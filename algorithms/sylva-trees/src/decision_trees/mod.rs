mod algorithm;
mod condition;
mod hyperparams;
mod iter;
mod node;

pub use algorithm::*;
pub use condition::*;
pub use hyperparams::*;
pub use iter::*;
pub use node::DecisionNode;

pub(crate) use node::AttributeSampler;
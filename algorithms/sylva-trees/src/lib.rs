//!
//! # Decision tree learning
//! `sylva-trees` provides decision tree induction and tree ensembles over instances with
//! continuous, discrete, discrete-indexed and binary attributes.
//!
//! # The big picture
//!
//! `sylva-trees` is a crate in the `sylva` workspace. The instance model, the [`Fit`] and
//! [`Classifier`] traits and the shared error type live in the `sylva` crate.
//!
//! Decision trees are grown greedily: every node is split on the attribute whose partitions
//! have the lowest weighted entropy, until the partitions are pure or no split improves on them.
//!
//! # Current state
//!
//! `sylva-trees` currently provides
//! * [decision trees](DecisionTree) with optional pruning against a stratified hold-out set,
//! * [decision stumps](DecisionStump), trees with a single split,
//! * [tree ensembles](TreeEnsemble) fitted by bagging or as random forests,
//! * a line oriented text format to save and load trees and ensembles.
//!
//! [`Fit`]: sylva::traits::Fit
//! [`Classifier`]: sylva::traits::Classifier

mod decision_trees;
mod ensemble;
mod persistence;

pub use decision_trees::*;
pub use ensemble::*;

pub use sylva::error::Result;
* * *
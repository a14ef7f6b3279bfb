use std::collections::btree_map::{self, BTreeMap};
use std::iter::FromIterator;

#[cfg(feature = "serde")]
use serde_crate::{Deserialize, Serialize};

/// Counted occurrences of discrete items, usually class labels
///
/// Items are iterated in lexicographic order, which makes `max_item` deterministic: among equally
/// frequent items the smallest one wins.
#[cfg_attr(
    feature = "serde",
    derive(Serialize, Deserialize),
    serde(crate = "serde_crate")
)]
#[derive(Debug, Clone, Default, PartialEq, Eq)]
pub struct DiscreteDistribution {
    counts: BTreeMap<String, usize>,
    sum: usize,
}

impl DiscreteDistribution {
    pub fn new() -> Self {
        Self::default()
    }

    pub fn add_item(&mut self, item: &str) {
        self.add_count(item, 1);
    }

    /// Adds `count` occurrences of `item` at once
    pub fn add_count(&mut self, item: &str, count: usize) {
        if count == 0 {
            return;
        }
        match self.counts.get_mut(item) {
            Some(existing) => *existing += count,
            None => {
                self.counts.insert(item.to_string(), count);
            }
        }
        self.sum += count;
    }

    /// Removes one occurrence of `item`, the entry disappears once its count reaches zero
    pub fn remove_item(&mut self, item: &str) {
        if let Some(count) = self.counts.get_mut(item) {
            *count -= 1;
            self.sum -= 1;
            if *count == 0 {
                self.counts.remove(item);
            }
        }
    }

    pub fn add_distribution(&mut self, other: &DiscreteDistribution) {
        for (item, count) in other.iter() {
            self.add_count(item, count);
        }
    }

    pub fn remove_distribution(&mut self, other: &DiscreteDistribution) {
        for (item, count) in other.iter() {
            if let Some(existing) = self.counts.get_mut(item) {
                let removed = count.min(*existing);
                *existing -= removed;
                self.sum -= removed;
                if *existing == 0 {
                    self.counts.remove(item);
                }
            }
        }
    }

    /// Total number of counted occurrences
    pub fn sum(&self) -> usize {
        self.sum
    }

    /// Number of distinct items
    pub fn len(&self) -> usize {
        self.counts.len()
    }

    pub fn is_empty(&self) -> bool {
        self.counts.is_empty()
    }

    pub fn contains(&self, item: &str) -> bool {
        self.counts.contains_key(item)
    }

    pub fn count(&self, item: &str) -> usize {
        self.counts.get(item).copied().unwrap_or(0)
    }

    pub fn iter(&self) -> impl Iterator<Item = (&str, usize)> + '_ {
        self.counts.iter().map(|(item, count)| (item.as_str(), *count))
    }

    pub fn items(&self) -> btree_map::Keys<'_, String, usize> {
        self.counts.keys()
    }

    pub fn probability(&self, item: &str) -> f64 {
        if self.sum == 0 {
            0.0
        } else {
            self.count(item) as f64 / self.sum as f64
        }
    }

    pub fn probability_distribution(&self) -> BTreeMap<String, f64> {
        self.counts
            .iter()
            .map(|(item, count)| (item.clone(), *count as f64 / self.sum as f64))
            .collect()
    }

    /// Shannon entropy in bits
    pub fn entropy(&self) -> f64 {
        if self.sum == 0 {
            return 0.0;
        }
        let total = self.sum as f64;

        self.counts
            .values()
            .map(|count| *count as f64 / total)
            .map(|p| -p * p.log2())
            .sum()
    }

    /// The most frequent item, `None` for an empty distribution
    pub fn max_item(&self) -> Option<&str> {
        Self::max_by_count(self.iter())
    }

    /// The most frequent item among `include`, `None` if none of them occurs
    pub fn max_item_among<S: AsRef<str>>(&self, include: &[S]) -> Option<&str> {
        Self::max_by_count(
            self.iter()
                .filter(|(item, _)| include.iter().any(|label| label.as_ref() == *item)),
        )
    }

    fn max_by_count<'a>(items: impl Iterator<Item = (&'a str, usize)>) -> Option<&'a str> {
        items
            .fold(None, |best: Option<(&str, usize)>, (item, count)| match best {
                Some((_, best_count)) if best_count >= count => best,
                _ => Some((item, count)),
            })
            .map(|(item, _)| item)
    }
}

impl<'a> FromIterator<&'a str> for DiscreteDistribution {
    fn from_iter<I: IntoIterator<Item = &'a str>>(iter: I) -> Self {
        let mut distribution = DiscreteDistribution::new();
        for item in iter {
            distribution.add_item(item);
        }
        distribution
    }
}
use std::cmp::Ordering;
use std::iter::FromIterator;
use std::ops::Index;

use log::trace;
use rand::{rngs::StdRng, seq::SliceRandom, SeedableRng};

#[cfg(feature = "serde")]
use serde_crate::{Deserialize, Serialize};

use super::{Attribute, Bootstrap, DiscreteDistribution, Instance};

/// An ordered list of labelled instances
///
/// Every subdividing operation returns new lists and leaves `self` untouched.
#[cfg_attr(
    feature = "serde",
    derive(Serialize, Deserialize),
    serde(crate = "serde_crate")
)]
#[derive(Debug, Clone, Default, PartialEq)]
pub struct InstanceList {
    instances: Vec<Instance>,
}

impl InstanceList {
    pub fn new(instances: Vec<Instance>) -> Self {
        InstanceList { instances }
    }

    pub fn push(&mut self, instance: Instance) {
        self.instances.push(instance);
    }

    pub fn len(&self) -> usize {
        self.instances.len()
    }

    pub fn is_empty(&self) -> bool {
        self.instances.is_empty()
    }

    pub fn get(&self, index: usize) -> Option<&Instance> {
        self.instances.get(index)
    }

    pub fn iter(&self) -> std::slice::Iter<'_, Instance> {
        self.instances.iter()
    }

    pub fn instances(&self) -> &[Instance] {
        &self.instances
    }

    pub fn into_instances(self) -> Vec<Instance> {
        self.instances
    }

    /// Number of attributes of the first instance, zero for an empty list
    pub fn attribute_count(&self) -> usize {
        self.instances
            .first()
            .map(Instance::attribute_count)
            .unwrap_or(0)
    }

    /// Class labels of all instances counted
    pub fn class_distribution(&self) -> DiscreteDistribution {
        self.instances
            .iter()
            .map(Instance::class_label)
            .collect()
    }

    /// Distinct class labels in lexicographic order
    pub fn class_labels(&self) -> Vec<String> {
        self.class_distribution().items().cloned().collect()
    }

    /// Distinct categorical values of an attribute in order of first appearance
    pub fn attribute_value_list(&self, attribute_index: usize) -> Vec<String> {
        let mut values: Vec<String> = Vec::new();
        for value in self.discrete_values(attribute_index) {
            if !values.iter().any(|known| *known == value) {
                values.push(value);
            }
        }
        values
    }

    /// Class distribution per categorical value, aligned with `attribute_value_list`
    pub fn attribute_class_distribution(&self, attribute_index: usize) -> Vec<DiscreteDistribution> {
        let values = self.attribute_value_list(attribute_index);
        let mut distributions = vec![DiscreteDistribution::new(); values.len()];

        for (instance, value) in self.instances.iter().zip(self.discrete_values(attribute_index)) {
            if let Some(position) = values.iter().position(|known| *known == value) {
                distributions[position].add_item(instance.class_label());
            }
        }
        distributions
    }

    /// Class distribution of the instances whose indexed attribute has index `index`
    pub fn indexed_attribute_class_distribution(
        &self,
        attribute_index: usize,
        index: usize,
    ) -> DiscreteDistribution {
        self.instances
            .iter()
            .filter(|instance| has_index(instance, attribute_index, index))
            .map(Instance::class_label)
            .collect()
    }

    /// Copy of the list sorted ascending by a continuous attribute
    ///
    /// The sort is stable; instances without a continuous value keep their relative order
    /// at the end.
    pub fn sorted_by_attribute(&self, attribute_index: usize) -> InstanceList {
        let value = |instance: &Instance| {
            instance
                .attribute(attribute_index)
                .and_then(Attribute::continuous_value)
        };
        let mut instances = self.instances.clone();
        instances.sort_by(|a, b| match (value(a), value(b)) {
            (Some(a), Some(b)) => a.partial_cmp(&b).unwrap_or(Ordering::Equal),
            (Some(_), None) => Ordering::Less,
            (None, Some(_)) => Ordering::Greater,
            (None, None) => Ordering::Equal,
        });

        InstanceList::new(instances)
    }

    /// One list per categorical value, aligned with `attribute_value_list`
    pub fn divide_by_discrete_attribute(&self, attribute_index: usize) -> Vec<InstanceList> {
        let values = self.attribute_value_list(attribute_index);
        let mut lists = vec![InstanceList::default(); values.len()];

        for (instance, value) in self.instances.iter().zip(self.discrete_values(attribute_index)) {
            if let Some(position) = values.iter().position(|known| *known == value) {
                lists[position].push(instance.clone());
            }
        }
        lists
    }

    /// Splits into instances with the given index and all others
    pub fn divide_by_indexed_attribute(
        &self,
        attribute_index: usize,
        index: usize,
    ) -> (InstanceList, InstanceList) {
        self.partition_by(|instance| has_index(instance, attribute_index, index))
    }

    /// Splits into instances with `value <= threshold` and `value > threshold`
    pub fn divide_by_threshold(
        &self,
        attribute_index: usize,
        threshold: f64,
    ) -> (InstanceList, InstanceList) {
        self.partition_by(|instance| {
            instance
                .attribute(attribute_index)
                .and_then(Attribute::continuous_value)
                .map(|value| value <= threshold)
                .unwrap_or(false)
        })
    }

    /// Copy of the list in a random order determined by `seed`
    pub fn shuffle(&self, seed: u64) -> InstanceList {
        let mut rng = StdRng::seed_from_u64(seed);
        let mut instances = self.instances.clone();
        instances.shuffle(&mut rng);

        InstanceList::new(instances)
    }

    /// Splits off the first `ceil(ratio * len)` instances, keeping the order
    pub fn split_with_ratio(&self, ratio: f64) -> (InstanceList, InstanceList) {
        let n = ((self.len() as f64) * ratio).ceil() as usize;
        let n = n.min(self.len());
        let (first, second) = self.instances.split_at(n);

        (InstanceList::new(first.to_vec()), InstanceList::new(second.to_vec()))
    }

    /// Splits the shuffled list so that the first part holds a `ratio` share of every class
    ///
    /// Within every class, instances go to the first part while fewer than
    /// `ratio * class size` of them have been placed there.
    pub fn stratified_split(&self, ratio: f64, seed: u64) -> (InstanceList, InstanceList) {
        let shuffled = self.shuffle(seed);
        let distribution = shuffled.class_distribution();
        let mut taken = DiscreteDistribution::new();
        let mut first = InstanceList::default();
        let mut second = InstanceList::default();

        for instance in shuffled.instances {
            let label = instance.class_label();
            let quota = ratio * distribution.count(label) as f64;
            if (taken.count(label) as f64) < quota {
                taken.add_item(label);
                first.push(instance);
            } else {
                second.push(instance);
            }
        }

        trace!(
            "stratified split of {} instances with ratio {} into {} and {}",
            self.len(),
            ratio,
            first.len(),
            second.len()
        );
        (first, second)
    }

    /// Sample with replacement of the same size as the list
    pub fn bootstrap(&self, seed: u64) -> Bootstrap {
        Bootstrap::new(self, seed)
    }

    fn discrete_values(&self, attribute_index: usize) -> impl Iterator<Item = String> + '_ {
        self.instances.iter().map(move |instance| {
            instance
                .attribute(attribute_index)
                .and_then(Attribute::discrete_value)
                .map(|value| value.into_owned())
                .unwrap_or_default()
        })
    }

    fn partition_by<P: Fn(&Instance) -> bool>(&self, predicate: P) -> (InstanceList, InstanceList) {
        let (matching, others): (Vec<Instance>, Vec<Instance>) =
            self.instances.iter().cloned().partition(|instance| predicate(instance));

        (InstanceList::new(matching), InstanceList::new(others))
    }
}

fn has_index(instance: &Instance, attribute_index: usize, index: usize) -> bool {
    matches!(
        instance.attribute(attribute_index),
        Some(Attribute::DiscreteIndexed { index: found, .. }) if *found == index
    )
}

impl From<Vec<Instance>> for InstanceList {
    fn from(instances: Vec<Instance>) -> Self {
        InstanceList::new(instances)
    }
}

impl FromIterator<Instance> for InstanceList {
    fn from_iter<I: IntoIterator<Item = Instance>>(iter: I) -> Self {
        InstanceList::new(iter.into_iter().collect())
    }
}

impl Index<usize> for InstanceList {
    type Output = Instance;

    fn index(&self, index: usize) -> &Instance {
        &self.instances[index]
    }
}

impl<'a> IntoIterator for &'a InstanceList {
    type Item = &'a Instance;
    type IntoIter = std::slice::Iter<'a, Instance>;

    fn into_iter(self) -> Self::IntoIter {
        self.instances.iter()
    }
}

Task details =>
If a line of the records above contains the word "zero", count it; then give the total and nothing more.

Problem solution =>
2